• [Try it] Only one span of the listing below is wanted: the lines from the one with "use crate::error::MidcapError;" through the one with "fn default() ->", reproduced exactly, both ends kept.

[Start of Attachment]

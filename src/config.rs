//! User configuration
//!
//! Optional TOML file at `<config_home>/midcap/config.toml`. Every key may be
//! omitted; command line flags override whatever the file says.

use anyhow::{Context, Result};
use serde::Deserialize;
use std::path::{Path, PathBuf};
use tracing::{debug, info};

use crate::error::MidcapError;
use crate::filters::PAGE_SIZES;

#[derive(Debug, Clone, PartialEq, Deserialize)]
#[serde(default, deny_unknown_fields)]
pub struct Config {
    /// Holdings snapshot (JSON array)
    pub data_path: Option<PathBuf>,
    /// Directory the export file is written to
    pub export_dir: PathBuf,
    pub page_size: usize,
    /// Default tracing filter when RUST_LOG is unset
    pub log_level: String,
}

impl Default for Config {
    fn default() -> Self {
        Self {
            data_path: None,
            export_dir: PathBuf::from("."),
            page_size: PAGE_SIZES[0],
            log_level: "warn".to_string(),
        }
    }
}

impl Config {
    pub fn default_path() -> Option<PathBuf> {
        dir_spec::config_home().map(|dir| dir.join("midcap").join("config.toml"))
    }

    pub fn from_toml(raw: &str) -> Result<Self> {
        let config: Config =
            toml::from_str(raw).map_err(|e| MidcapError::ConfigError(e.to_string()))?;
        if !PAGE_SIZES.contains(&config.page_size) {
            return Err(MidcapError::ConfigError(format!(
                "page_size must be one of {:?}, got {}",
                PAGE_SIZES, config.page_size
            ))
            .into());
        }
        Ok(config)
    }

    /// Load from `path`, or from the default location. A missing file at
    /// the default location means defaults; a missing explicit file is an
    /// error.
    pub fn load(path: Option<&Path>) -> Result<Self> {
        let (path, explicit) = match path {
            Some(p) => (p.to_path_buf(), true),
            None => match Self::default_path() {
                Some(p) => (p, false),
                None => return Ok(Self::default()),
            },
        };

        if !explicit && !path.exists() {
            debug!("No config at {:?}, using defaults", path);
            return Ok(Self::default());
        }

        let raw = std::fs::read_to_string(&path)
            .with_context(|| format!("Reading config file: {}", path.display()))?;
        let config = Self::from_toml(&raw)
            .with_context(|| format!("Parsing config file: {}", path.display()))?;
        info!("Loaded config from {:?}", path);
        Ok(config)
    }
}

#[cfg(test)]
mod tests {
    use super::*;

    #[test]
    fn test_empty_file_gives_defaults() {
        assert_eq!(Config::from_toml("").unwrap(), Config::default());
    }

    #[test]
    fn test_all_keys() {
        let config = Config::from_toml(
            r#"
            data_path = "holdings.json"
            export_dir = "out"
            page_size = 25
            log_level = "debug"
            "#,
        )
        .unwrap();
        assert_eq!(config.data_path, Some(PathBuf::from("holdings.json")));
        assert_eq!(config.export_dir, PathBuf::from("out"));
        assert_eq!(config.page_size, 25);
        assert_eq!(config.log_level, "debug");
    }

    #[test]
    fn test_rejects_unknown_page_size() {
        let err = Config::from_toml("page_size = 7").unwrap_err();
        assert!(err.to_string().contains("page_size"));
    }

    #[test]
    fn test_rejects_unknown_keys() {
        assert!(Config::from_toml("colour = true").is_err());
    }

    #[test]
    fn test_missing_explicit_file_is_error() {
        let dir = tempfile::tempdir().unwrap();
        assert!(Config::load(Some(&dir.path().join("nope.toml"))).is_err());
    }

    #[test]
    fn test_load_explicit_file() {
        let dir = tempfile::tempdir().unwrap();
        let path = dir.path().join("config.toml");
        std::fs::write(&path, "page_size = 50\n").unwrap();
        let config = Config::load(Some(&path)).unwrap();
        assert_eq!(config.page_size, 50);
        assert_eq!(config.export_dir, PathBuf::from("."));
    }
}
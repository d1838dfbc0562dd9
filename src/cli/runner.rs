use anyhow::Result;

use crate::cli::Commands;
use crate::commands::{self as cmd, Command};

/// Convert clap `Commands` into the internal `commands::Command` sequence
/// applied to a fresh session. Returns an empty list for `interactive`,
/// which is handled by the caller, and Err on parse errors (unknown
/// column, bad sort spec).
pub fn to_internal_commands(c: &Commands) -> Result<Vec<Command>> {
    match c {
        Commands::View {
            preset,
            filters,
            sort,
            page,
            page_size: _,
        } => {
            let mut commands = Vec::new();

            if let Some(p) = preset {
                commands.push(Command::Preset {
                    id: cmd::parse_preset(p)?,
                });
            }

            for f in filters {
                let (column, expr) = cmd::parse_column_filter(f)?;
                commands.push(Command::Filter { column, expr });
            }

            // An explicit sort wins over the one forced by the preset
            if let Some(s) = sort {
                let spec = cmd::parse_sort(s)?;
                commands.push(Command::Sort {
                    column: spec.column,
                    direction: spec.direction,
                });
            }

            commands.push(Command::Show {
                page: (*page).max(1),
            });
            Ok(commands)
        }

        Commands::Export { out_dir } => Ok(vec![Command::Export {
            dir: out_dir.clone(),
        }]),

        Commands::Totals => Ok(vec![Command::Totals]),
        Commands::Presets => Ok(vec![Command::Presets]),
        Commands::Legend => Ok(vec![Command::Legend]),
        Commands::Interactive => Ok(Vec::new()),
    }
}
//! Column filter expressions typed into a header filter box.
//!
//! A filter text is an optional comparison operator followed by a threshold,
//! for example `>=5`, `< 0.5` or `12`. Operators are detected by containment
//! in a fixed priority order (`>=` before `>` and so on), the first match
//! wins, and the operator token is stripped before the threshold is parsed.
//!
//! Percentage columns store fractions, but users type what they see on
//! screen: `5.1` matches a stored `0.051`.
//!
//! Evaluation never fails. Anything that cannot be parsed degrades to a
//! plain `false` (or to a substring match for plain numeric columns).

use std::fmt;

use once_cell::sync::Lazy;
use regex::Regex;

/// How the cell value is compared against the typed threshold
#[derive(Debug, Clone, Copy, PartialEq, Eq)]
pub enum ValueKind {
    /// Cell is a fraction; compared after multiplying by 100
    Percentage,
    /// Cell is compared unmodified; non-numeric input falls back to substring
    PlainNumeric,
}

impl ValueKind {
    /// Absolute tolerance used for equality
    pub fn tolerance(&self) -> f64 {
        match self {
            ValueKind::Percentage => 0.01,
            ValueKind::PlainNumeric => 0.0001,
        }
    }

    fn scale(&self, value: f64) -> f64 {
        match self {
            ValueKind::Percentage => value * 100.0,
            ValueKind::PlainNumeric => value,
        }
    }
}

/// Raw cell handed over by the grid
#[derive(Debug, Clone, Copy, PartialEq)]
pub enum CellValue<'a> {
    Number(f64),
    Text(&'a str),
    Empty,
}

impl CellValue<'_> {
    /// Numeric reading of the cell, if it has one
    pub fn as_number(&self) -> Option<f64> {
        match self {
            CellValue::Number(v) if !v.is_nan() => Some(*v),
            CellValue::Number(_) => None,
            CellValue::Text(s) => parse_number(s),
            CellValue::Empty => None,
        }
    }
}

impl fmt::Display for CellValue<'_> {
    fn fmt(&self, f: &mut fmt::Formatter<'_>) -> fmt::Result {
        match self {
            CellValue::Number(v) => write!(f, "{}", v),
            CellValue::Text(s) => f.write_str(s),
            CellValue::Empty => Ok(()),
        }
    }
}

#[derive(Debug, Clone, Copy, PartialEq, Eq)]
pub enum Comparison {
    GreaterOrEqual,
    LessOrEqual,
    Greater,
    Less,
    Equal,
}

impl Comparison {
    pub fn holds(&self, value: f64, threshold: f64, tolerance: f64) -> bool {
        match self {
            Comparison::GreaterOrEqual => value >= threshold,
            Comparison::LessOrEqual => value <= threshold,
            Comparison::Greater => value > threshold,
            Comparison::Less => value < threshold,
            Comparison::Equal => (value - threshold).abs() < tolerance,
        }
    }
}

/// Operator tokens in detection order. `>=` must be tried before `>`.
const OPERATORS: [(&str, Comparison); 5] = [
    (">=", Comparison::GreaterOrEqual),
    ("<=", Comparison::LessOrEqual),
    (">", Comparison::Greater),
    ("<", Comparison::Less),
    ("=", Comparison::Equal),
];

/// A filter text split into its comparison and threshold
#[derive(Debug, Clone, Copy, PartialEq)]
pub struct Expression {
    pub comparison: Comparison,
    /// The operator token found, `None` for the bare-number default
    pub operator: Option<&'static str>,
    /// `None` when the remainder is not a number
    pub threshold: Option<f64>,
}

/// Split a filter text into comparison and threshold.
pub fn parse_expression(text: &str) -> Expression {
    for (token, comparison) in OPERATORS {
        if text.contains(token) {
            let rest = text.replacen(token, "", 1);
            return Expression {
                comparison,
                operator: Some(token),
                threshold: parse_number(rest.trim()),
            };
        }
    }

    Expression {
        comparison: Comparison::Equal,
        operator: None,
        threshold: parse_number(text),
    }
}

/// Decide whether a cell matches the filter text.
pub fn evaluate(filter_text: &str, cell: CellValue<'_>, kind: ValueKind) -> bool {
    if filter_text.is_empty() {
        return true;
    }

    let Some(raw) = cell.as_number() else {
        return match kind {
            ValueKind::Percentage => false,
            ValueKind::PlainNumeric => contains_ignore_case(&cell.to_string(), filter_text),
        };
    };

    let value = kind.scale(raw);
    let expression = parse_expression(filter_text);

    match (expression.threshold, expression.operator) {
        (Some(threshold), _) => expression
            .comparison
            .holds(value, threshold, kind.tolerance()),
        // Bare text on a numeric column is only legal for plain numbers
        (None, None) if kind == ValueKind::PlainNumeric => {
            contains_ignore_case(&cell.to_string(), filter_text)
        }
        (None, _) => false,
    }
}

/// Header filter for text columns: case-insensitive substring.
pub fn matches_text(filter_text: &str, cell: CellValue<'_>) -> bool {
    if filter_text.is_empty() {
        return true;
    }
    match cell {
        CellValue::Empty => false,
        other => contains_ignore_case(&other.to_string(), filter_text),
    }
}

fn contains_ignore_case(haystack: &str, needle: &str) -> bool {
    haystack.to_lowercase().contains(&needle.to_lowercase())
}

// Longest numeric prefix after leading whitespace. ASCII digits only.
static NUMBER_PREFIX: Lazy<Regex> = Lazy::new(|| {
    Regex::new(r"^\s*([+-]?(?:Infinity|(?:[0-9]+\.?[0-9]*|\.[0-9]+)(?:[eE][+-]?[0-9]+)?))")
        .expect("number prefix pattern is valid")
});

/// Lenient number parsing: the longest numeric prefix after leading
/// whitespace, so `"5%"` reads as 5 and `"abc"` as nothing.
pub fn parse_number(text: &str) -> Option<f64> {
    let captures = NUMBER_PREFIX.captures(text)?;
    captures.get(1)?.as_str().parse::<f64>().ok()
}

#[cfg(test)]
mod tests {
    use super::*;

    use ValueKind::{Percentage, PlainNumeric};

    fn pct(filter: &str, value: f64) -> bool {
        evaluate(filter, CellValue::Number(value), Percentage)
    }

    fn plain(filter: &str, value: f64) -> bool {
        evaluate(filter, CellValue::Number(value), PlainNumeric)
    }

    #[test]
    fn test_empty_filter_always_matches() {
        assert!(pct("", 0.5));
        assert!(evaluate("", CellValue::Empty, Percentage));
        assert!(evaluate("", CellValue::Text("xyz"), PlainNumeric));
    }

    #[test]
    fn test_operator_priority() {
        assert!(pct(">=5", 0.06));
        assert!(pct(">=5", 0.05));
        assert!(!pct(">5", 0.05));
        assert!(pct("<=5", 0.05));
        assert!(!pct("<5", 0.05));
        assert!(pct("<5", 0.049));
    }

    #[test]
    fn test_parse_expression_first_match_wins() {
        let e = parse_expression(">=5");
        assert_eq!(e.comparison, Comparison::GreaterOrEqual);
        assert_eq!(e.threshold, Some(5.0));

        let e = parse_expression("<= 2.5");
        assert_eq!(e.comparison, Comparison::LessOrEqual);
        assert_eq!(e.threshold, Some(2.5));

        let e = parse_expression("=7");
        assert_eq!(e.operator, Some("="));
        assert_eq!(e.threshold, Some(7.0));

        let e = parse_expression("7");
        assert_eq!(e.comparison, Comparison::Equal);
        assert_eq!(e.operator, None);
    }

    #[test]
    fn test_operator_found_anywhere_in_text() {
        // Containment, not prefix: "5>" strips to "5"
        let e = parse_expression("5>");
        assert_eq!(e.comparison, Comparison::Greater);
        assert_eq!(e.threshold, Some(5.0));
    }

    #[test]
    fn test_percentage_equality_tolerance() {
        assert!(pct("=5", 0.0501));
        assert!(!pct("=5", 0.052));
        assert!(pct("5.1", 0.051));
    }

    #[test]
    fn test_default_equals_explicit_equals() {
        for v in [0.0, 0.05, 0.0501, 0.052, -0.05, 1.0] {
            assert_eq!(pct("5", v), pct("=5", v), "value {}", v);
            assert_eq!(plain("5", v * 100.0), plain("=5", v * 100.0));
        }
    }

    #[test]
    fn test_plain_numeric_uses_tight_tolerance() {
        assert!(plain("=41", 41.0));
        assert!(plain("41", 41.00005));
        assert!(!plain("41", 41.001));
        assert!(plain(">40", 41.0));
    }

    #[test]
    fn test_unparsable_threshold_never_matches() {
        assert!(!pct(">=abc", 0.5));
        assert!(!plain(">abc", 12.0));
        assert!(!pct("abc", 0.5));
    }

    #[test]
    fn test_plain_numeric_substring_fallback() {
        assert!(evaluate("abc", CellValue::Text("abcdef"), PlainNumeric));
        assert!(evaluate("ABC", CellValue::Text("xabcx"), PlainNumeric));
        assert!(!evaluate("abc", CellValue::Number(123.0), PlainNumeric));
        assert!(!evaluate("abc", CellValue::Empty, PlainNumeric));
    }

    #[test]
    fn test_non_numeric_cell_never_matches_percentage() {
        assert!(!evaluate("5", CellValue::Empty, Percentage));
        assert!(!evaluate(">0", CellValue::Text("n/a"), Percentage));
        assert!(!evaluate("5", CellValue::Number(f64::NAN), Percentage));
    }

    #[test]
    fn test_threshold_with_trailing_text() {
        assert!(pct(">5%", 0.06));
        assert!(pct("  3 ", 0.03));
    }

    #[test]
    fn test_parse_number_prefixes() {
        assert_eq!(parse_number("5"), Some(5.0));
        assert_eq!(parse_number(" -2.5x"), Some(-2.5));
        assert_eq!(parse_number(".5"), Some(0.5));
        assert_eq!(parse_number("5."), Some(5.0));
        assert_eq!(parse_number("1e3"), Some(1000.0));
        assert_eq!(parse_number("1e"), Some(1.0));
        assert_eq!(parse_number("Infinity"), Some(f64::INFINITY));
        assert_eq!(parse_number("."), None);
        assert_eq!(parse_number("-"), None);
        assert_eq!(parse_number(""), None);
        assert_eq!(parse_number("abc"), None);
        assert_eq!(parse_number("+.5"), Some(0.5));
        assert_eq!(parse_number("-Infinity"), Some(f64::NEG_INFINITY));
        assert_eq!(parse_number("0x10"), Some(0.0));
        assert_eq!(parse_number("5e+"), Some(5.0));
        assert_eq!(parse_number("\u{0663}"), None);
        assert_eq!(parse_number("12\u{0663}"), Some(12.0));
    }

    #[test]
    fn test_text_match_is_case_insensitive() {
        assert!(matches_text("dix", CellValue::Text("Dixon Tech")));
        assert!(!matches_text("fortis", CellValue::Text("Dixon Tech")));
        assert!(!matches_text("bonus", CellValue::Empty));
        assert!(matches_text("", CellValue::Empty));
    }
}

[End of Attachment]

• [Exercise result]
use crate::error::MidcapError;
use crate::filters::PAGE_SIZES;

#[derive(Debug, Clone, PartialEq, Deserialize)]
#[serde(default, deny_unknown_fields)]
pub struct Config {
    /// Holdings snapshot (JSON array)
    pub data_path: Option<PathBuf>,
    /// Directory the export file is written to
    pub export_dir: PathBuf,
    pub page_size: usize,
    /// Default tracing filter when RUST_LOG is unset
    pub log_level: String,
}

impl Default for Config {
    fn default() -> Self {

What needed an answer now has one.